AAV2/5 vectors were generated with the gene encoding GFP coupled bicistronically downstream to the gene encoding CNGA3 by an internal ribosome entry site (IRES) and driven by a chicken beta-actin (CBA) promoter. Mice received subretinal injections at 3 weeks with 2µl of rAAV2/5-CBA-CNGA3-IRES-GFP (5x1011 vector particles) in the study eye and 2µl of rAAV2/5-CBA-GFP (5x1011 vector particles) in the control eye. SLO autofluorecence retinal imaging (Heidelberg OCT) was assessed 4 weeks post-injection for both CNGA3-IRES-GFP treated and GFP control eyes.
SLO autofluorecence showed comparable GFP expression for both CNGA3-IRES-GFP treated and GFP control eyes, indicating that IRES-translation from this construct was at least as good as a standard Kozac consensus. Histology of retinal sections at 7 weeks allowed identification of cone photoreceptors by CNGA3 immunostaining in the outer segment and GFP in the cytoplasm and inner segment.
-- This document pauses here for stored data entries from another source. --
//! Header-aware CSV row reader with encoding and delimiter detection.
//!
//! [`RowReader`] yields one [`Row`] per data line, lazily. Opening a file
//! again starts a fresh pass from the first data line.
//!
//! Files are streamed from disk and decoded field by field. The encoding is
//! detected on the first 64 KiB; a field that is not valid UTF-8 in a file
//! detected as UTF-8 is read as Windows-1252, so a late accented byte never
//! aborts an upload.
//!
//! Row line numbers are physical lines of the source, counted outside the
//! `csv` reader because its record positions point at skipped blank lines.

use std::cell::RefCell;
use std::collections::VecDeque;
use std::fs::File;
use std::io::{self, BufRead, BufReader, Cursor, Read};
use std::path::Path;
use std::rc::Rc;

use crate::error::{CsvError, CsvResult};
use crate::models::Row;

/// Bytes inspected for encoding and delimiter detection.
const SAMPLE_SIZE: usize = 64 * 1024;

const UTF8_BOM: &[u8] = b"\xEF\xBB\xBF";

/// Detect the encoding of raw bytes using chardet
pub fn detect_encoding(bytes: &[u8]) -> String {
    let result = chardet::detect(bytes);
    let charset = result.0;

    // Normalize charset names
    match charset.to_lowercase().as_str() {
        "" | "ascii" | "utf-8" | "utf8" => "utf-8".to_string(),
        "iso-8859-1" | "iso-8859-15" | "latin-1" | "latin1" => "iso-8859-1".to_string(),
        "windows-1252" | "cp1252" => "windows-1252".to_string(),
        other => other.to_string(),
    }
}

/// Decode bytes to string using the specified encoding
pub fn decode_content(bytes: &[u8], encoding: &str) -> String {
    match encoding.to_lowercase().as_str() {
        "iso-8859-1" | "latin-1" | "latin1" => encoding_rs::ISO_8859_15.decode(bytes).0.into_owned(),
        "windows-1252" | "cp1252" => encoding_rs::WINDOWS_1252.decode(bytes).0.into_owned(),
        // UTF-8 and anything unknown, Windows-1252 when not valid UTF-8
        _ => match std::str::from_utf8(bytes) {
            Ok(s) => s.to_string(),
            Err(_) => encoding_rs::WINDOWS_1252.decode(bytes).0.into_owned(),
        },
    }
}

/// Detect the delimiter by counting occurrences in the first line
pub fn detect_delimiter(content: &str) -> u8 {
    let first_line = content.lines().next().unwrap_or("");

    let separators = [b';', b',', b'\t', b'|'];
    let mut best_sep = b',';
    let mut best_count = 0;

    for &sep in &separators {
        let count = first_line.matches(sep as char).count();
        if count > best_count {
            best_count = count;
            best_sep = sep;
        }
    }

    best_sep
}

// =============================================================================
// Physical line tracking
// =============================================================================

/// Byte offsets of every non-blank line start seen so far, with their line
/// numbers. Entries behind the current record are dropped as reading moves on.
#[derive(Debug)]
struct LineIndex {
    offset: u64,
    line: u64,
    at_line_start: bool,
    starts: VecDeque<(u64, u64)>,
}

impl Default for LineIndex {
    fn default() -> Self {
        Self {
            offset: 0,
            line: 1,
            at_line_start: true,
            starts: VecDeque::new(),
        }
    }
}

impl LineIndex {
    fn observe(&mut self, bytes: &[u8]) {
        for &b in bytes {
            match b {
                b'\n' => {
                    self.line += 1;
                    self.at_line_start = true;
                }
                b'\r' => {}
                _ if self.at_line_start => {
                    self.starts.push_back((self.offset, self.line));
                    self.at_line_start = false;
                }
                _ => {}
            }
            self.offset += 1;
        }
    }

    /// Line of the first non-blank line starting at or after `offset`.
    fn line_from(&mut self, offset: u64) -> Option<u64> {
        while self.starts.front().is_some_and(|&(start, _)| start < offset) {
            self.starts.pop_front();
        }
        self.starts.front().map(|&(_, line)| line)
    }
}

/// Feeds every byte handed to the `csv` reader through a [`LineIndex`].
struct Tracked<R> {
    inner: R,
    index: Rc<RefCell<LineIndex>>,
}

impl<R: Read> Read for Tracked<R> {
    fn read(&mut self, buf: &mut [u8]) -> io::Result<usize> {
        let n = self.inner.read(buf)?;
        self.index.borrow_mut().observe(&buf[..n]);
        Ok(n)
    }
}

// =============================================================================
// Row reader
// =============================================================================

/// Lazy sequence of rows read from a delimited file.
pub struct RowReader {
    reader: csv::Reader<Tracked<Box<dyn Read>>>,
    lines: Rc<RefCell<LineIndex>>,
    headers: Vec<String>,
    record: csv::ByteRecord,
    number: u64,
    encoding: String,
    delimiter: u8,
}

impl std::fmt::Debug for RowReader {
    fn fmt(&self, f: &mut std::fmt::Formatter<'_>) -> std::fmt::Result {
        f.debug_struct("RowReader")
            .field("headers", &self.headers)
            .field("number", &self.number)
            .field("encoding", &self.encoding)
            .field("delimiter", &(self.delimiter as char))
            .finish()
    }
}

impl RowReader {
    /// Open a file. `delimiter` of `None` detects it from the header line.
    pub fn open<P: AsRef<Path>>(path: P, delimiter: Option<u8>) -> CsvResult<Self> {
        let mut file = BufReader::new(File::open(path.as_ref())?);

        let sample = strip_bom(read_sample(&mut file)?);
        let encoding = detect_encoding(&sample);
        let delimiter = delimiter.unwrap_or_else(|| detect_delimiter(&decode_content(&sample, &encoding)));

        // Rewind by chaining the sample back in front of the rest of the file.
        let source: Box<dyn Read> = Box::new(Cursor::new(sample).chain(file));
        Self::from_source(source, delimiter, encoding)
    }

    /// Read from in-memory bytes, with the same detection as [`RowReader::open`].
    pub fn from_bytes(bytes: &[u8], delimiter: Option<u8>) -> CsvResult<Self> {
        let bytes = strip_bom_slice(bytes);
        let sample = &bytes[..bytes.len().min(SAMPLE_SIZE)];
        let encoding = detect_encoding(sample);
        let delimiter = delimiter.unwrap_or_else(|| detect_delimiter(&decode_content(sample, &encoding)));
        Self::from_source(Box::new(Cursor::new(bytes.to_vec())), delimiter, encoding)
    }

    fn from_source(source: Box<dyn Read>, delimiter: u8, encoding: String) -> CsvResult<Self> {
        let lines = Rc::new(RefCell::new(LineIndex::default()));
        let mut reader = csv::ReaderBuilder::new()
            .delimiter(delimiter)
            .has_headers(true)
            .flexible(true)
            .trim(csv::Trim::All)
            .from_reader(Tracked {
                inner: source,
                index: Rc::clone(&lines),
            });

        let headers: Vec<String> = reader
            .byte_headers()?
            .iter()
            .map(|h| decode_content(h, &encoding))
            .collect();

        if headers.is_empty() {
            return Err(CsvError::EmptyFile);
        }
        if headers.iter().all(|h| h.is_empty()) {
            return Err(CsvError::NoHeaders);
        }

        Ok(Self {
            reader,
            lines,
            headers,
            record: csv::ByteRecord::new(),
            number: 0,
            encoding,
            delimiter,
        })
    }

    /// Column names from the header line.
    pub fn headers(&self) -> &[String] {
        &self.headers
    }

    /// Detected or assumed encoding.
    pub fn encoding(&self) -> &str {
        &self.encoding
    }

    /// Delimiter in use.
    pub fn delimiter(&self) -> char {
        self.delimiter as char
    }

    fn next_row(&mut self) -> CsvResult<Option<Row>> {
        loop {
            if !self.reader.read_byte_record(&mut self.record)? {
                return Ok(None);
            }
            // whitespace-only lines
            if self.record.len() == 1 && self.record[0].is_empty() && self.headers.len() > 1 {
                continue;
            }
            break;
        }

        self.number += 1;
        // the record position is where scanning started, before any blank lines
        let line = self
            .record
            .position()
            .and_then(|p| self.lines.borrow_mut().line_from(p.byte()))
            .unwrap_or(self.number + 1);

        // Missing trailing fields read as empty, extra fields are ignored.
        let fields = self
            .headers
            .iter()
            .enumerate()
            .map(|(i, h)| {
                let value = self
                    .record
                    .get(i)
                    .map(|b| decode_content(b, &self.encoding))
                    .unwrap_or_default();
                (h.clone(), value)
            })
            .collect();

        Ok(Some(Row {
            number: self.number,
            line,
            fields,
        }))
    }
}

impl Iterator for RowReader {
    type Item = CsvResult<Row>;

    fn next(&mut self) -> Option<Self::Item> {
        self.next_row().transpose()
    }
}

fn read_sample<R: BufRead>(reader: &mut R) -> std::io::Result<Vec<u8>> {
    let mut sample = Vec::with_capacity(SAMPLE_SIZE);
    reader.take(SAMPLE_SIZE as u64).read_to_end(&mut sample)?;
    Ok(sample)
}

fn strip_bom(mut bytes: Vec<u8>) -> Vec<u8> {
    if bytes.starts_with(UTF8_BOM) {
        bytes.drain(..UTF8_BOM.len());
    }
    bytes
}

fn strip_bom_slice(bytes: &[u8]) -> &[u8] {
    bytes.strip_prefix(UTF8_BOM).unwrap_or(bytes)
}

#[cfg(test)]
mod tests {
    use super::*;
    use std::fs;
    use std::io::Write;

    fn rows(csv: &str, delimiter: Option<u8>) -> Vec<Row> {
        RowReader::from_bytes(csv.as_bytes(), delimiter)
            .unwrap()
            .collect::<CsvResult<Vec<_>>>()
            .unwrap()
    }

    #[test]
    fn test_simple_csv() {
        let rows = rows("name,email\nJohn,john@x.com\nJane,jane@x.com", Some(b','));

        assert_eq!(rows.len(), 2);
        assert_eq!(rows[0].number, 1);
        assert_eq!(rows[0].line, 2);
        assert_eq!(rows[0].get("name"), Some("John"));
        assert_eq!(rows[1].number, 2);
        assert_eq!(rows[1].line, 3);
        assert_eq!(rows[1].get("email"), Some("jane@x.com"));
    }

    #[test]
    fn test_fields_keep_header_order() {
        let rows = rows("b,a,c\n2,1,3", Some(b','));
        let columns: Vec<_> = rows[0].fields.iter().map(|(c, _)| c.as_str()).collect();
        assert_eq!(columns, vec!["b", "a", "c"]);
    }

    #[test]
    fn test_quoted_values() {
        let rows = rows("name;value\n\"Alice\";\"Hello; World\"", Some(b';'));
        assert_eq!(rows[0].get("name"), Some("Alice"));
        assert_eq!(rows[0].get("value"), Some("Hello; World"));
    }

    #[test]
    fn test_values_are_trimmed() {
        let rows = rows("name , email\n  John  , j@x.com ", Some(b','));
        assert_eq!(rows[0].get("name"), Some("John"));
        assert_eq!(rows[0].get("email"), Some("j@x.com"));
    }

    #[test]
    fn test_empty_lines_skipped() {
        let rows = rows("a,b\n1,2\n\n3,4\n", Some(b','));
        assert_eq!(rows.len(), 2);
        assert_eq!(rows[1].number, 2);
        assert_eq!(rows[1].line, 4);
    }

    #[test]
    fn test_lines_after_blank_and_whitespace_lines() {
        let rows = rows("name,email\nJohn,j@x.com\n\n\n   \nJane,bad\n", Some(b','));
        assert_eq!(rows.len(), 2);
        assert_eq!((rows[1].number, rows[1].line), (2, 6));
        assert_eq!(rows[1].get("name"), Some("Jane"));
    }

    #[test]
    fn test_lines_with_quoted_newlines() {
        let rows = rows("name,note\n\"Ann\",\"two\nlines\"\nBob,x\n\nCid,\"a\n\nb\"\nDan,y", Some(b','));
        let lines: Vec<_> = rows.iter().map(|r| (r.number, r.line)).collect();
        assert_eq!(lines, vec![(1, 2), (2, 4), (3, 6), (4, 9)]);
        assert_eq!(rows[0].get("note"), Some("two\nlines"));
        assert_eq!(rows[2].get("note"), Some("a\n\nb"));
    }

    #[test]
    fn test_lines_with_crlf() {
        let rows = rows("a,b\r\n1,2\r\n\r\n3,4\r\n", Some(b','));
        assert_eq!(rows.len(), 2);
        assert_eq!(rows[0].line, 2);
        assert_eq!(rows[1].line, 4);
        assert_eq!(rows[1].get("b"), Some("4"));
    }

    #[test]
    fn test_missing_and_extra_values() {
        let rows = rows("a,b,c\n1\n1,2,3,4", Some(b','));
        assert_eq!(rows[0].get("b"), Some(""));
        assert_eq!(rows[0].get("c"), Some(""));
        assert_eq!(rows[1].fields.len(), 3);
    }

    #[test]
    fn test_header_only_file_has_no_rows() {
        assert!(rows("name,email\n", Some(b',')).is_empty());
    }

    #[test]
    fn test_empty_csv_error() {
        let err = RowReader::from_bytes(b"", Some(b',')).unwrap_err();
        assert!(matches!(err, CsvError::EmptyFile | CsvError::NoHeaders));
    }

    #[test]
    fn test_detect_delimiter() {
        assert_eq!(detect_delimiter("a;b;c\n1;2;3"), b';');
        assert_eq!(detect_delimiter("a,b,c\n1,2,3"), b',');
        assert_eq!(detect_delimiter("a\tb\tc\n1\t2\t3"), b'\t');
        assert_eq!(detect_delimiter("a|b|c\n1|2|3"), b'|');
    }

    #[test]
    fn test_auto_delimiter() {
        let reader = RowReader::from_bytes(b"name;age\nAlice;30", None).unwrap();
        assert_eq!(reader.delimiter(), ';');
        assert_eq!(reader.headers(), &["name".to_string(), "age".to_string()]);
    }

    #[test]
    fn test_open_file_with_bom() {
        let dir = tempfile::tempdir().unwrap();
        let path = dir.path().join("users.csv");
        let mut file = File::create(&path).unwrap();
        file.write_all(b"\xEF\xBB\xBFname,email\nJohn,john@x.com\n").unwrap();

        let mut reader = RowReader::open(&path, Some(b',')).unwrap();
        assert_eq!(reader.headers()[0], "name");
        let row = reader.next().unwrap().unwrap();
        assert_eq!(row.get("name"), Some("John"));
        assert!(reader.next().is_none());
    }

    #[test]
    fn test_late_latin1_byte_in_utf8_file() {
        let dir = tempfile::tempdir().unwrap();
        let path = dir.path().join("users.csv");
        let mut content = b"name,email\n".to_vec();
        for i in 0..8000 {
            content.extend_from_slice(format!("user{},user{}@example.com\n", i, i).as_bytes());
        }
        // "José" in ISO-8859-1, well past the detection sample
        content.extend_from_slice(b"Jos\xE9,jose@example.com\n");
        assert!(content.len() > SAMPLE_SIZE * 2);
        fs::write(&path, &content).unwrap();

        let reader = RowReader::open(&path, Some(b',')).unwrap();
        assert_eq!(reader.encoding(), "utf-8");
        let rows = reader.collect::<CsvResult<Vec<_>>>().unwrap();
        assert_eq!(rows.len(), 8001);
        let last = rows.last().unwrap();
        assert_eq!(last.get("name"), Some("José"));
        assert_eq!(last.line, 8002);
    }

    #[test]
    fn test_latin1_file_is_decoded() {
        let rows = RowReader::from_bytes(b"name;city\nRen\xE9;Orl\xE9ans\nZo\xE9;S\xE8te\n", None)
            .unwrap()
            .collect::<CsvResult<Vec<_>>>()
            .unwrap();
        assert_eq!(rows[0].get("name"), Some("René"));
        assert_eq!(rows[1].get("city"), Some("Sète"));
    }

    #[test]
    fn test_utf8_is_kept() {
        let rows = rows("name\nJosé\n", Some(b','));
        assert_eq!(rows[0].get("name"), Some("José"));
    }

    #[test]
    fn test_latin1_decoding() {
        // "Société" in ISO-8859-1
        let bytes: &[u8] = &[0x53, 0x6F, 0x63, 0x69, 0xE9, 0x74, 0xE9];
        let decoded = decode_content(bytes, "iso-8859-1");
        assert_eq!(decoded, "Société");
    }
}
The presence of cytoplasmic GFP allowed the morphology of transduced cones and in particular, the cone pedicle synapses, to be studied in detail. In the control eyes at this age only occasional surviving cone cells could be identified.
An IRES-GFP linked construct is useful for assessing the effects of gene therapy on cone survival in mice in vivo by allowing SLO imaging to confirm successful gene transfer. Histologically the presence of GFP assists in studying proximal structural changes in the cone pedicle synapse after successful gene transfer in individual cells, which would otherwise be difficult to trace from the distal outer segments, where transgenic CNGA3 protein is localized.